[Stored data entries]
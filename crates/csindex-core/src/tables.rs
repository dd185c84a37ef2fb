//! Read-only configuration tables, loaded once before a run.
//!
//! All tables keep the on-disk formats maintained by the people curating the
//! index: headerless CSV files and plain one-entry-per-line lists.

use std::collections::{BTreeSet, HashMap, HashSet};
use std::path::Path;

use tracing::debug;

use crate::config::RunConfig;
use crate::error::{IndexError, Result};
use crate::models::{Researcher, VenueInfo, VenueType, Weight};

/// Raw DBLP venue key → canonical venue name and weight.
#[derive(Debug, Clone, Default)]
pub struct VenueRegistry {
    venues: HashMap<String, VenueInfo>,
}

impl VenueRegistry {
    pub fn new() -> Self {
        Self::default()
    }

    pub fn insert(&mut self, key: impl Into<String>, name: impl Into<String>, weight: Weight) {
        self.venues.insert(
            key.into(),
            VenueInfo {
                name: name.into(),
                weight,
            },
        );
    }

    pub fn get(&self, key: &str) -> Option<&VenueInfo> {
        self.venues.get(key)
    }

    pub fn len(&self) -> usize {
        self.venues.len()
    }

    pub fn is_empty(&self) -> bool {
        self.venues.is_empty()
    }

    /// Distinct canonical names of every venue of the given type, sorted.
    pub fn names_of_type(&self, venue_type: VenueType) -> Vec<&str> {
        self.venues
            .values()
            .filter(|v| v.weight.venue_type() == venue_type)
            .map(|v| v.name.as_str())
            .collect::<BTreeSet<_>>()
            .into_iter()
            .collect()
    }

    /// Loads `<area>-confs.csv` rows of `dblp_key,name,weight`.
    pub fn load(path: &Path) -> Result<Self> {
        let mut registry = Self::new();
        for (line, row) in read_rows(path)?.into_iter().enumerate() {
            let [key, name, weight] = row.as_slice() else {
                return Err(IndexError::table(
                    path,
                    format!("line {}: expected 3 columns, found {}", line + 1, row.len()),
                ));
            };
            let weight: u8 = weight.parse().map_err(|_| {
                IndexError::table(path, format!("line {}: invalid weight {weight:?}", line + 1))
            })?;
            registry.insert(key.clone(), name.clone(), Weight(weight));
        }
        debug!("loaded {} venues from {}", registry.len(), path.display());
        Ok(registry)
    }
}

/// Everything the classification policy consults besides the entry itself.
#[derive(Debug, Clone, Default)]
pub struct PolicyTables {
    pub registry: VenueRegistry,
    pub black_list: HashSet<String>,
    pub white_list: HashSet<String>,
    /// Multi-area venues whose papers need a per-paper area decision.
    pub manual_journals: HashSet<String>,
    /// Paper identifier → research area it was manually assigned to.
    pub manual_classification: HashMap<String, String>,
    pub default_min_pages: i32,
}

impl PolicyTables {
    pub fn load(config: &RunConfig) -> Result<Self> {
        Ok(Self {
            registry: VenueRegistry::load(&config.venues_path())?,
            black_list: read_line_list(&config.black_list_path())?,
            white_list: read_line_list(&config.white_list_path())?,
            manual_journals: read_line_list(&config.manual_journals_path())?,
            manual_classification: load_manual_classification(
                &config.manual_classification_path(),
            )?,
            default_min_pages: load_default_min_pages(
                &config.research_areas_path(),
                &config.run.area,
            )?,
        })
    }
}

/// Reads a one-entry-per-line list; a missing file is an empty list.
pub fn read_line_list(path: &Path) -> Result<HashSet<String>> {
    if !path.exists() {
        debug!("optional list {} not found", path.display());
        return Ok(HashSet::new());
    }
    let contents = std::fs::read_to_string(path)?;
    Ok(contents
        .lines()
        .map(str::trim)
        .filter(|l| !l.is_empty())
        .map(String::from)
        .collect())
}

/// Loads `manual-classification.csv` rows of `area,_,_,_,url`.
pub fn load_manual_classification(path: &Path) -> Result<HashMap<String, String>> {
    if !path.exists() {
        return Ok(HashMap::new());
    }
    let mut out = HashMap::new();
    for (line, row) in read_rows(path)?.into_iter().enumerate() {
        if row.len() != 5 {
            return Err(IndexError::table(
                path,
                format!("line {}: expected 5 columns, found {}", line + 1, row.len()),
            ));
        }
        out.insert(row[4].clone(), row[0].clone());
    }
    Ok(out)
}

/// Default minimum page count of `area` from `research-areas-config.csv`.
///
/// Areas without a row (or a missing file) accept papers of any length.
pub fn load_default_min_pages(path: &Path, area: &str) -> Result<i32> {
    if !path.exists() {
        return Ok(0);
    }
    for row in read_rows(path)? {
        if row.first().map(String::as_str) == Some(area) {
            let raw = row.get(1).map(String::as_str).unwrap_or_default();
            return raw.parse().map_err(|_| {
                IndexError::table(path, format!("invalid minimum page count {raw:?} for {area}"))
            });
        }
    }
    Ok(0)
}

/// Loads the roster `all-researchers.csv` of `name,department,pid`.
pub fn load_researchers(path: &Path) -> Result<Vec<Researcher>> {
    read_rows(path)?
        .into_iter()
        .enumerate()
        .map(|(line, row)| match row.as_slice() {
            [name, department, pid, ..] => Ok(Researcher::new(name, department, pid)),
            _ => Err(IndexError::table(
                path,
                format!("line {}: expected name,department,pid", line + 1),
            )),
        })
        .collect()
}

fn read_rows(path: &Path) -> Result<Vec<Vec<String>>> {
    let mut reader = csv::ReaderBuilder::new()
        .has_headers(false)
        .flexible(true)
        .trim(csv::Trim::All)
        .from_path(path)
        .map_err(|e| IndexError::table(path, e.to_string()))?;

    let mut rows = Vec::new();
    for record in reader.records() {
        let record = record?;
        if record.iter().all(str::is_empty) {
            continue;
        }
        rows.push(record.iter().map(String::from).collect());
    }
    Ok(rows)
}

#[cfg(test)]
mod tests {
    use super::*;
    use tempfile::TempDir;

    fn write(dir: &TempDir, name: &str, contents: &str) -> std::path::PathBuf {
        let path = dir.path().join(name);
        std::fs::write(&path, contents).unwrap();
        path
    }

    #[test]
    fn test_registry_load() {
        let dir = TempDir::new().unwrap();
        let path = write(
            &dir,
            "cs-confs.csv",
            "ICSE,ICSE,1\nSBES,SBES,3\nIEEE Trans. Software Eng.,TSE,4\nIEEE Softw.,IEEE Software,6\n",
        );
        let registry = VenueRegistry::load(&path).unwrap();
        assert_eq!(registry.len(), 4);
        assert_eq!(registry.get("IEEE Trans. Software Eng.").unwrap().name, "TSE");
        assert_eq!(registry.get("SBES").unwrap().weight, Weight(3));
        assert_eq!(registry.names_of_type(VenueType::Conference), vec!["ICSE", "SBES"]);
        assert_eq!(
            registry.names_of_type(VenueType::Journal),
            vec!["IEEE Software", "TSE"]
        );
    }

    #[test]
    fn test_registry_rejects_bad_weight() {
        let dir = TempDir::new().unwrap();
        let path = write(&dir, "cs-confs.csv", "ICSE,ICSE,top\n");
        let err = VenueRegistry::load(&path).unwrap_err();
        assert!(err.to_string().contains("invalid weight"));
    }

    #[test]
    fn test_missing_list_is_empty() {
        let dir = TempDir::new().unwrap();
        assert!(read_line_list(&dir.path().join("nope.txt")).unwrap().is_empty());
        let path = write(&dir, "cs-black-list.txt", "db/a.html\n\n db/b.html \n");
        let list = read_line_list(&path).unwrap();
        assert_eq!(list.len(), 2);
        assert!(list.contains("db/b.html"));
    }

    #[test]
    fn test_manual_classification() {
        let dir = TempDir::new().unwrap();
        let path = write(
            &dir,
            "manual-classification.csv",
            "se,2021,\"Inf. Softw. Technol.\",\"A, B\",db/journals/infsof/x.html\n",
        );
        let map = load_manual_classification(&path).unwrap();
        assert_eq!(map.get("db/journals/infsof/x.html").map(String::as_str), Some("se"));
    }

    #[test]
    fn test_default_min_pages() {
        let dir = TempDir::new().unwrap();
        let path = write(&dir, "research-areas-config.csv", "se,10\ncs,0\nai,8,extra\n");
        assert_eq!(load_default_min_pages(&path, "se").unwrap(), 10);
        assert_eq!(load_default_min_pages(&path, "ai").unwrap(), 8);
        assert_eq!(load_default_min_pages(&path, "db").unwrap(), 0);
    }

    #[test]
    fn test_load_researchers() {
        let dir = TempDir::new().unwrap();
        let path = write(&dir, "all-researchers.csv", "Ana Silva,UFMG,12/345\nBruno Costa,USP,67/890\n");
        let roster = load_researchers(&path).unwrap();
        assert_eq!(roster.len(), 2);
        assert_eq!(roster[1], Researcher::new("Bruno Costa", "USP", "67/890"));
    }

    #[test]
    fn test_load_policy_tables() {
        let dir = TempDir::new().unwrap();
        write(&dir, "cs-confs.csv", "ICSE,ICSE,1\n");
        write(&dir, "cs-white-list.txt", "db/w.html\n");
        write(&dir, "research-areas-config.csv", "cs,10\n");
        let mut config = RunConfig::default();
        config.paths.data_dir = dir.path().to_path_buf();

        let tables = PolicyTables::load(&config).unwrap();
        assert_eq!(tables.registry.len(), 1);
        assert!(tables.white_list.contains("db/w.html"));
        assert!(tables.black_list.is_empty());
        assert_eq!(tables.default_min_pages, 10);
    }
}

Problem statement
Among the records, find all lines that include the string "found" and return them.

Exercise response
                    format!("line {}: expected 3 columns, found {}", line + 1, row.len()),
        debug!("optional list {} not found", path.display());
                format!("line {}: expected 5 columns, found {}", line + 1, row.len()),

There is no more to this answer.